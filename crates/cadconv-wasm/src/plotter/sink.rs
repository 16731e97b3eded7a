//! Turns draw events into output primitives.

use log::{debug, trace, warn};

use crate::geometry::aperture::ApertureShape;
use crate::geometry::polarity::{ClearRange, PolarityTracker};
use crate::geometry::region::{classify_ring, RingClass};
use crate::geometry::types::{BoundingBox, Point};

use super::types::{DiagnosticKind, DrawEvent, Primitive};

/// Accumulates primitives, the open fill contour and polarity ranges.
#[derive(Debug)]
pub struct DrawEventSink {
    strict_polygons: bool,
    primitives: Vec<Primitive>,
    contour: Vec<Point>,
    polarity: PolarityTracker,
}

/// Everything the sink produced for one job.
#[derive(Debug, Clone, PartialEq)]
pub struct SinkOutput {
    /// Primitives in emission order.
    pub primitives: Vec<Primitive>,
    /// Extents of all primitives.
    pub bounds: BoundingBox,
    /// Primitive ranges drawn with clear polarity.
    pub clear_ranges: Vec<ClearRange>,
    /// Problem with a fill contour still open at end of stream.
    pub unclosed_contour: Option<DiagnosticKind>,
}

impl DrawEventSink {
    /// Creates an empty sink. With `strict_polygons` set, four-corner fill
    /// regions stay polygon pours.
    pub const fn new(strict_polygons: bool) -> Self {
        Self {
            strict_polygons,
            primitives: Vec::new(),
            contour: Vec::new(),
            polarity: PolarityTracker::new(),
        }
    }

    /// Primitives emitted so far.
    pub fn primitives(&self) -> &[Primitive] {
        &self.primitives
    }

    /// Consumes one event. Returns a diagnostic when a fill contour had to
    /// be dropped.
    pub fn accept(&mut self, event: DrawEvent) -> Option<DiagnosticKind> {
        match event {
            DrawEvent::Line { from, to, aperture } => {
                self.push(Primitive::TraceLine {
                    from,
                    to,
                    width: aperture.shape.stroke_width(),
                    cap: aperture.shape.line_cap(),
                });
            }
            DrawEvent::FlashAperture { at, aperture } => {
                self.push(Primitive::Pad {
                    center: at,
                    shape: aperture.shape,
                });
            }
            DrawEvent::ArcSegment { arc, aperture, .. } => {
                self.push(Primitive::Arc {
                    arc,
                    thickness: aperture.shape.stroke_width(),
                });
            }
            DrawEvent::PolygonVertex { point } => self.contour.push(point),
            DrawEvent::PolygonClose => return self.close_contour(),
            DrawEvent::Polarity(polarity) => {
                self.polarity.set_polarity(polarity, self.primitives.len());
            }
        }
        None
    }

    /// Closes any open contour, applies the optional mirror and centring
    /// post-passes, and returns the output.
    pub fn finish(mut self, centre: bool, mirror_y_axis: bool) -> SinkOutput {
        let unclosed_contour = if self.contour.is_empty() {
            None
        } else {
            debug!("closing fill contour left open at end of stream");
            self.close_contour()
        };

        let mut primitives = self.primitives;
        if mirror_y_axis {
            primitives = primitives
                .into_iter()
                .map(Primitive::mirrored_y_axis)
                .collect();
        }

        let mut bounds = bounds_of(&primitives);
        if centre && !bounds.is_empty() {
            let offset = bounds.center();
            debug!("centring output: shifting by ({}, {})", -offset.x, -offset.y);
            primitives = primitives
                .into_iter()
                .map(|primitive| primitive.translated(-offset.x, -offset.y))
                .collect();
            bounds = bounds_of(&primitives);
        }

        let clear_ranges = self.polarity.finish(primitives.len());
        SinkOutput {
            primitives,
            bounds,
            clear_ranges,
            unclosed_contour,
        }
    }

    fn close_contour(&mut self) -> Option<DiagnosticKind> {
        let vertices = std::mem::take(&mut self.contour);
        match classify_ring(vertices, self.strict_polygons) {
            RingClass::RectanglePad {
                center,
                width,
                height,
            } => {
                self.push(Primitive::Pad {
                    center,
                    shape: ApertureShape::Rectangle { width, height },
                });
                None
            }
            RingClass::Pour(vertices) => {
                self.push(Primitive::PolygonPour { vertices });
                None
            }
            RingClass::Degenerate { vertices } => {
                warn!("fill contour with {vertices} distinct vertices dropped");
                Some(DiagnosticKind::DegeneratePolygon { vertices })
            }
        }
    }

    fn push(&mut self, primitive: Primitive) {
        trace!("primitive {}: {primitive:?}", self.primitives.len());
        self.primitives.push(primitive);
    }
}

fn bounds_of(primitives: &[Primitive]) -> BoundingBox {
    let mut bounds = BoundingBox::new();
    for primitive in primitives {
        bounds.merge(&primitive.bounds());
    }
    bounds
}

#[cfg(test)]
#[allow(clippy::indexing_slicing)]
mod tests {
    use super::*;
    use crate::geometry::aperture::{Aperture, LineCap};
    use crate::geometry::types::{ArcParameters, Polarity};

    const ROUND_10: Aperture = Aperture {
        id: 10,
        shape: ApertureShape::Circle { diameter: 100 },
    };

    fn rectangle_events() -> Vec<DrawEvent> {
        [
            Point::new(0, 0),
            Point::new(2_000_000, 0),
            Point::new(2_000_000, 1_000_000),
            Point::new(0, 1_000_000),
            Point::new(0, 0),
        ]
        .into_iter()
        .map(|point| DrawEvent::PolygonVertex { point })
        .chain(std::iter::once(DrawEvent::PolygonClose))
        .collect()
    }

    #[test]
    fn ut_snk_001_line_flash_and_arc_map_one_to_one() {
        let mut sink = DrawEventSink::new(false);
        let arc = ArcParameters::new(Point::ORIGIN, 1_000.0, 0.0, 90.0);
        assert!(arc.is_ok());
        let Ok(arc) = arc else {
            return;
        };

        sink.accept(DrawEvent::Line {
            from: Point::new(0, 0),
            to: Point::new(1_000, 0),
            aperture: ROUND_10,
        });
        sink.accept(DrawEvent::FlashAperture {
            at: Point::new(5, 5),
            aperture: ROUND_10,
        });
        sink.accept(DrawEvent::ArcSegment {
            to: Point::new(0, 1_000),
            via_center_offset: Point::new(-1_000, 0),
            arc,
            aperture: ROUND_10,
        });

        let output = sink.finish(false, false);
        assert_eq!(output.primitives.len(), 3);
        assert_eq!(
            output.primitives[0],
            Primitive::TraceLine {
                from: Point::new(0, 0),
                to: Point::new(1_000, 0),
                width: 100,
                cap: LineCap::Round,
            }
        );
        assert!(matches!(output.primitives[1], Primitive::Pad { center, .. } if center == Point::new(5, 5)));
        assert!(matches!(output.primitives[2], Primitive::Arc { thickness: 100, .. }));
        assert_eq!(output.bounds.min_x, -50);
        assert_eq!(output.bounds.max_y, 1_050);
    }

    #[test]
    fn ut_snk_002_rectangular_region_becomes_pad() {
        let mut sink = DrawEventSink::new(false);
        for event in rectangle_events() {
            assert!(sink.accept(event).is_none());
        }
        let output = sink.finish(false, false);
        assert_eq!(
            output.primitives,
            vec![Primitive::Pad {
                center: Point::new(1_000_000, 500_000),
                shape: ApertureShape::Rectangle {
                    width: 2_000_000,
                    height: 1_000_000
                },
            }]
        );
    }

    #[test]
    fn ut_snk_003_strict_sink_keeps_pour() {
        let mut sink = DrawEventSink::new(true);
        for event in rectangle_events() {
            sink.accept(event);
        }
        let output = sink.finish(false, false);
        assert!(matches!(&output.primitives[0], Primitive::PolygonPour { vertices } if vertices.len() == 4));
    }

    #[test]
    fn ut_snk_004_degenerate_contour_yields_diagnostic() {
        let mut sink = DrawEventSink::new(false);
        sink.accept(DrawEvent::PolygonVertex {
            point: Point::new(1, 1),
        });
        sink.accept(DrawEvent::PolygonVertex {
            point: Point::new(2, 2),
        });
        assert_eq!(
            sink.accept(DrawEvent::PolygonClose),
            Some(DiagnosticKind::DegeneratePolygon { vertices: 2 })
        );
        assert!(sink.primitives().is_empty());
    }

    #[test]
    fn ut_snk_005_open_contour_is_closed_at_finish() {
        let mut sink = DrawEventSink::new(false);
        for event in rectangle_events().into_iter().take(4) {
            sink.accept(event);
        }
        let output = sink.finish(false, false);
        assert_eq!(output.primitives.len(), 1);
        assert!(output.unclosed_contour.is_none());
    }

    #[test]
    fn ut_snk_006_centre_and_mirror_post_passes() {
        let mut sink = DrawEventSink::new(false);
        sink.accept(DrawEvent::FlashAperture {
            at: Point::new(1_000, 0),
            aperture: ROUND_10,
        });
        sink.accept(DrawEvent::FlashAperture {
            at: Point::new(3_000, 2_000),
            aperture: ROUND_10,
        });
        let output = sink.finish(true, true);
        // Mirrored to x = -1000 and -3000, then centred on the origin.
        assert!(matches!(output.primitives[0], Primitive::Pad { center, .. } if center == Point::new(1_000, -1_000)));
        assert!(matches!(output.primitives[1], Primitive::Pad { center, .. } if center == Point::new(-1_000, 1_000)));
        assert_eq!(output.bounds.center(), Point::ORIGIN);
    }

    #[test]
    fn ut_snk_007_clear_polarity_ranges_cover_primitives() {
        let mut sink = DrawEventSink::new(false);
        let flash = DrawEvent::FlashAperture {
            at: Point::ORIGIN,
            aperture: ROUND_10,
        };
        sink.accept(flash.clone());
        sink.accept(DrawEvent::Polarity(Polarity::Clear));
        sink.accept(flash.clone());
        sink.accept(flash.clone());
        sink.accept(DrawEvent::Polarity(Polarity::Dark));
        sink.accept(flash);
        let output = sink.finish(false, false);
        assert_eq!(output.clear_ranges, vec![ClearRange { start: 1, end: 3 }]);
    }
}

######

Would you show all lines of the material above that contain the word "TraceLine"?

## Reply
                self.push(Primitive::TraceLine {
            Primitive::TraceLine {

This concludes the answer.